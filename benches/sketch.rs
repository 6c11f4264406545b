#[global_allocator]
static ALLOC: dhat::Alloc = dhat::Alloc;

use std::hash::BuildHasherDefault;

use criterion::measurement::WallTime;
use criterion::{
    black_box, criterion_group, criterion_main, BenchmarkGroup, BenchmarkId, Criterion, Throughput,
};
use hll_sketch::{rollup, CardinalitySketch, Sketch};
use hyperloglogplus::HyperLogLog as _;
use pprof::criterion::{Output, PProfProfiler};
use rand::rngs::StdRng;
use rand::{Rng, SeedableRng};
use tabled::settings::{Settings, Style};
use tabled::{Table, Tabled};
use wyhash::WyHash;

/// Largest benchmarked cardinality unless overridden by the `N` environment variable.
/// Cardinalities are quadrupled per step as [0, 1, 4, 16, ..., N].
const DEFAULT_MAX_CARDINALITY: usize = 1 << 16;

/// Number of shards combined by the `combine` group
const SHARDS: u64 = 16;

/// Elements inserted into every shard
const SHARD_SIZE: u64 = 10_000;

/// Sketches compared per reported relative error
const ERROR_SAMPLES: usize = 100;

criterion_group! {
    name = benches;
    config = Criterion::default().with_profiler(PProfProfiler::new(100, Output::Protobuf));
    targets = benchmark
}
criterion_main!(benches);

fn benchmark(c: &mut Criterion) {
    let results_path = std::env::var("BENCH_RESULTS_PATH")
        .unwrap_or_else(|_| format!("{}/target", env!("CARGO_MANIFEST_DIR")));
    let max_cardinality = std::env::var("N")
        .ok()
        .and_then(|v| v.parse().ok())
        .unwrap_or(DEFAULT_MAX_CARDINALITY);
    let cardinalities: Vec<usize> = std::iter::once(0)
        .chain((0..).map(|c| 1 << (2 * c)))
        .take_while(|&c| c <= max_cardinality)
        .collect();

    let mut group = c.benchmark_group("insert");
    for &cardinality in &cardinalities {
        group.throughput(Throughput::Elements(cardinality.max(1) as u64));
        bench_insert::<HllSketch>(&mut group, cardinality);
        bench_insert::<AmadeusStreaming>(&mut group, cardinality);
        bench_insert::<HyperLogLogPlus>(&mut group, cardinality);
    }
    group.finish();

    let mut group = c.benchmark_group("estimate");
    group.throughput(Throughput::Elements(1));
    for &cardinality in &cardinalities {
        bench_estimate::<HllSketch>(&mut group, cardinality);
        bench_estimate::<AmadeusStreaming>(&mut group, cardinality);
        bench_estimate::<HyperLogLogPlus>(&mut group, cardinality);
    }
    group.finish();

    let mut group = c.benchmark_group("combine");
    group.throughput(Throughput::Elements(SHARDS));
    bench_combine(&mut group);
    group.finish();

    let report: Vec<Report> = cardinalities
        .iter()
        .map(|&cardinality| Report {
            cardinality,
            heap: heap_usage(cardinality),
            hll_sketch: mean_relative_error::<HllSketch>(cardinality),
            amadeus_streaming: mean_relative_error::<AmadeusStreaming>(cardinality),
            hyperloglogplus: mean_relative_error::<HyperLogLogPlus>(cardinality),
        })
        .collect();

    let markdown = Table::new(report)
        .with(Settings::default().with(Style::markdown()))
        .to_string();
    std::fs::write(format!("{}/sketch_report.md", results_path), markdown).unwrap();
}

/// Minimal surface shared by the compared sketches
trait Compared {
    const NAME: &'static str;
    fn create() -> Self;
    fn add(&mut self, item: u64);
    fn count(&mut self) -> u64;
}

fn filled<E: Compared>(items: impl Iterator<Item = u64>) -> E {
    let mut sketch = E::create();
    items.for_each(|item| sketch.add(item));
    sketch
}

fn bench_insert<E: Compared>(group: &mut BenchmarkGroup<WallTime>, cardinality: usize) {
    group.bench_with_input(
        BenchmarkId::new(E::NAME, cardinality),
        &(cardinality as u64),
        |b, &cardinality| b.iter(|| filled::<E>((0..black_box(cardinality)).map(black_box))),
    );
}

fn bench_estimate<E: Compared>(group: &mut BenchmarkGroup<WallTime>, cardinality: usize) {
    let mut sketch = filled::<E>(0..cardinality as u64);
    group.bench_function(BenchmarkId::new(E::NAME, cardinality), |b| {
        b.iter(|| sketch.count())
    });
}

fn bench_combine(group: &mut BenchmarkGroup<WallTime>) {
    let shards: Vec<Sketch> = (0..SHARDS)
        .map(|shard| filled::<HllSketch>(shard * SHARD_SIZE..(shard + 1) * SHARD_SIZE).0)
        .collect();

    group.bench_function("merge", |b| {
        b.iter(|| {
            shards[1..]
                .iter()
                .try_fold(shards[0].clone(), |mut combined, shard| {
                    combined.merge(black_box(shard))?;
                    Ok::<_, hll_sketch::SketchError>(combined)
                })
                .unwrap()
        })
    });
    group.bench_function("rollup", |b| b.iter(|| rollup(black_box(&shards)).unwrap()));
}

/// Heap bytes and blocks allocated while filling one `Sketch`, beside its inline size
fn heap_usage(cardinality: usize) -> String {
    let _profiler = dhat::Profiler::builder().testing().build();
    let sketch = filled::<HllSketch>(0..cardinality as u64);
    let stats = dhat::HeapStats::get();
    format!(
        "{} / {} / {}",
        std::mem::size_of_val(&sketch),
        stats.total_bytes,
        stats.total_blocks,
    )
}

fn mean_relative_error<E: Compared>(cardinality: usize) -> String {
    if cardinality == 0 {
        return "-".to_string();
    }
    let mut rng = StdRng::seed_from_u64(cardinality as u64);
    let total: f64 = (0..ERROR_SAMPLES)
        .map(|_| {
            let mut sketch = filled::<E>((0..cardinality).map(|_| rng.gen()));
            (sketch.count() as f64 - cardinality as f64).abs() / cardinality as f64
        })
        .sum();
    format!("{:.4}", total / ERROR_SAMPLES as f64)
}

#[derive(Tabled)]
struct Report {
    cardinality: usize,
    heap: String,
    hll_sketch: String,
    amadeus_streaming: String,
    hyperloglogplus: String,
}

struct HllSketch(Sketch);

impl Compared for HllSketch {
    const NAME: &'static str = "hll-sketch";

    fn create() -> Self {
        Self(Sketch::new())
    }

    fn add(&mut self, item: u64) {
        self.0.insert(&item.to_le_bytes());
    }

    fn count(&mut self) -> u64 {
        self.0.estimate()
    }
}

/// Error rate matching 2^14 registers
struct AmadeusStreaming(amadeus_streaming::HyperLogLog<u64>);

impl Compared for AmadeusStreaming {
    const NAME: &'static str = "amadeus-streaming";

    fn create() -> Self {
        Self(amadeus_streaming::HyperLogLog::new(0.008125))
    }

    fn add(&mut self, item: u64) {
        self.0.push(&item);
    }

    fn count(&mut self) -> u64 {
        self.0.len() as u64
    }
}

struct HyperLogLogPlus(hyperloglogplus::HyperLogLogPlus<u64, BuildHasherDefault<WyHash>>);

impl Compared for HyperLogLogPlus {
    const NAME: &'static str = "hyperloglogplus";

    fn create() -> Self {
        Self(hyperloglogplus::HyperLogLogPlus::new(14, BuildHasherDefault::default()).unwrap())
    }

    fn add(&mut self, item: u64) {
        self.0.insert(&item);
    }

    fn count(&mut self) -> u64 {
        self.0.count() as u64
    }
}
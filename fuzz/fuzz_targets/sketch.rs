#![no_main]

use hll_sketch::{rollup, CardinalitySketch, Sketch};
use libfuzzer_sys::fuzz_target;
use wyhash::wyhash;

fuzz_target!(|data: &[u8]| {
    if data.is_empty() {
        return;
    }

    let split_index = wyhash(data, 0) as usize % data.len();
    let (first_half, second_half) = data.split_at(split_index);

    let mut sketch1: Sketch = Sketch::new();
    for chunk in first_half.chunks(4) {
        sketch1.insert(chunk);
        assert!(sketch1.estimate() > 0);
    }

    let mut sketch2: Sketch = Sketch::new();
    for chunk in second_half.chunks(4) {
        sketch2.insert(chunk);
        assert!(sketch2.estimate() > 0);
    }

    let rolled = rollup([&sketch1, &sketch2]).unwrap();
    sketch1.merge(&sketch2).unwrap();
    assert_eq!(rolled, sketch1);
    assert_eq!(rolled.size_of(), sketch2.size_of());
});
//! Named store of custom [`BiasTable`]s.
//!
//! A [`BiasRegistry`] can be created and passed around explicitly, or the single
//! process-wide instance can be reached through [`BiasRegistry::global`]. Tables are
//! fully built before they are inserted, so concurrent readers only ever observe
//! complete entries. Entries are never removed.

use std::sync::{Arc, OnceLock};

use dashmap::DashMap;
use tracing::debug;

use crate::bias::BiasTable;
use crate::error::SketchError;

/// Process-wide registry, initialized on first access
static GLOBAL: OnceLock<BiasRegistry> = OnceLock::new();

/// Concurrent mapping from non-empty keys to bias tables.
#[derive(Debug, Default)]
pub struct BiasRegistry {
    tables: DashMap<String, Arc<BiasTable>>,
}

impl BiasRegistry {
    /// Creates new empty `BiasRegistry`
    pub fn new() -> Self {
        Self::default()
    }

    /// Return the process-wide registry
    pub fn global() -> &'static BiasRegistry {
        GLOBAL.get_or_init(BiasRegistry::new)
    }

    /// Build a table from `(tick, bias)` pairs and register it under `key`.
    ///
    /// Registering an existing key replaces its table for sketches created afterwards.
    pub fn register<I>(&self, key: &str, biases: I) -> Result<Arc<BiasTable>, SketchError>
    where
        I: IntoIterator<Item = (u64, f64)>,
    {
        if key.is_empty() {
            return Err(SketchError::EmptyBiasKey);
        }
        self.register_table(key, BiasTable::new(biases)?)
    }

    /// Register an already built table under `key`
    pub fn register_table(
        &self,
        key: &str,
        table: BiasTable,
    ) -> Result<Arc<BiasTable>, SketchError> {
        if key.is_empty() {
            return Err(SketchError::EmptyBiasKey);
        }
        if table.is_empty() {
            return Err(SketchError::EmptyBiases);
        }

        let table = Arc::new(table);
        let replaced = self
            .tables
            .insert(key.to_string(), Arc::clone(&table))
            .is_some();
        debug!(
            key,
            ticks = table.len(),
            max_tick = table.max_tick(),
            replaced,
            "registered biases"
        );
        Ok(table)
    }

    /// Return table registered under `key`
    pub fn get(&self, key: &str) -> Option<Arc<BiasTable>> {
        self.tables.get(key).map(|entry| Arc::clone(entry.value()))
    }

    pub fn contains(&self, key: &str) -> bool {
        self.tables.contains_key(key)
    }

    /// Return number of registered tables
    pub fn len(&self) -> usize {
        self.tables.len()
    }

    pub fn is_empty(&self) -> bool {
        self.tables.is_empty()
    }
}

/// Register biases under `key` in the process-wide registry.
///
/// Sketches pick them up through [`Sketch::with_registered_biases`](crate::Sketch::with_registered_biases).
pub fn register_biases<I>(key: &str, biases: I) -> Result<(), SketchError>
where
    I: IntoIterator<Item = (u64, f64)>,
{
    BiasRegistry::global().register(key, biases).map(|_| ())
}
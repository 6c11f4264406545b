//! ## Bias table
//! Empirical correction curve used by [`Sketch::estimate`](crate::Sketch) for mid-range
//! cardinalities, where the harmonic mean raw estimate is still heavily biased.
//!
//! A table is a sorted list of ticks, each with the multiplier measured at that tick.
//! A raw estimate `x` is corrected by averaging the multipliers of the 2 ticks at or below
//! `x` and the 2 ticks above it.
//!
//! Tables are immutable once built and are shared between sketches through [`Arc`].

use std::collections::BTreeMap;
use std::sync::{Arc, LazyLock};

use crate::bias_data::DEFAULT_BIASES;
use crate::error::SketchError;
use crate::generate::BiasEstimate;

/// Number of neighbour ticks averaged by interpolation
const NEIGHBOURS: usize = 4;

/// Table shipped with the crate, built on first use
static DEFAULT_TABLE: LazyLock<Arc<BiasTable>> =
    LazyLock::new(|| Arc::new(BiasTable::from_sorted(&DEFAULT_BIASES)));

/// Sorted calibration curve mapping ticks to bias multipliers.
#[derive(Debug, Clone, PartialEq)]
pub struct BiasTable {
    /// Strictly increasing ticks
    ticks: Vec<u64>,
    /// Multiplier measured at `ticks[i]`
    biases: Vec<f64>,
}

impl BiasTable {
    /// Create new `BiasTable` from `(tick, bias)` pairs in any order.
    ///
    /// Duplicate ticks collapse into one entry holding the last bias given for them.
    pub fn new<I>(biases: I) -> Result<Self, SketchError>
    where
        I: IntoIterator<Item = (u64, f64)>,
    {
        let store: BTreeMap<u64, f64> = biases.into_iter().collect();
        if store.is_empty() {
            return Err(SketchError::EmptyBiases);
        }
        let (ticks, biases) = store.into_iter().unzip();
        Ok(Self { ticks, biases })
    }

    /// Create new `BiasTable` from the output of [`generate_biases`](crate::generate_biases).
    ///
    /// Ticks are the averaged raw estimates, since that is the value the table is queried with.
    pub fn from_estimates(estimates: &[BiasEstimate]) -> Result<Self, SketchError> {
        Self::new(
            estimates
                .iter()
                .map(|e| (e.raw_estimated_cardinality, e.bias)),
        )
    }

    /// Return shared instance of the table shipped with the crate
    pub fn default_table() -> Arc<Self> {
        Arc::clone(&DEFAULT_TABLE)
    }

    fn from_sorted(pairs: &[(u64, f64)]) -> Self {
        let (ticks, biases) = pairs.iter().copied().unzip();
        Self { ticks, biases }
    }

    /// Return sorted ticks
    #[inline]
    pub fn ticks(&self) -> &[u64] {
        &self.ticks
    }

    /// Return largest tick
    #[inline]
    pub fn max_tick(&self) -> u64 {
        self.ticks.last().copied().unwrap_or(0)
    }

    /// Return bias stored for exactly `tick`
    pub fn bias(&self, tick: u64) -> Option<f64> {
        self.ticks
            .binary_search(&tick)
            .ok()
            .map(|idx| self.biases[idx])
    }

    /// Return number of ticks
    #[inline]
    pub fn len(&self) -> usize {
        self.ticks.len()
    }

    #[inline]
    pub fn is_empty(&self) -> bool {
        self.ticks.is_empty()
    }

    /// Return the 4 ticks surrounding `x`: 2 at or below and 2 above.
    ///
    /// Clamps to the first 4 ticks when `x` underflows and to the last 4 when it overflows.
    pub fn neighbour_ticks(&self, x: u64) -> [u64; NEIGHBOURS] {
        self.neighbour_indices(x).map(|idx| self.ticks[idx])
    }

    /// Return unweighted mean of the biases of the neighbour ticks of `x`
    #[inline]
    pub fn interpolated_bias(&self, x: u64) -> f64 {
        let sum: f64 = self
            .neighbour_indices(x)
            .iter()
            .map(|&idx| self.biases[idx])
            .sum();
        sum / NEIGHBOURS as f64
    }

    #[inline]
    fn neighbour_indices(&self, x: u64) -> [usize; NEIGHBOURS] {
        let len = self.ticks.len();
        let last = len.saturating_sub(1);
        // number of ticks at or below `x`
        let below = self.ticks.partition_point(|&tick| tick <= x);
        let start = below
            .saturating_sub(NEIGHBOURS / 2)
            .min(len.saturating_sub(NEIGHBOURS));
        // tables shorter than `NEIGHBOURS` repeat their last tick
        std::array::from_fn(|i| (start + i).min(last))
    }
}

━━━━━━━━

▶ WORK TASK
Wherever a line above contains the string "inserted", count it; then give the total alone.

▶ SOLVED EXERCISE
2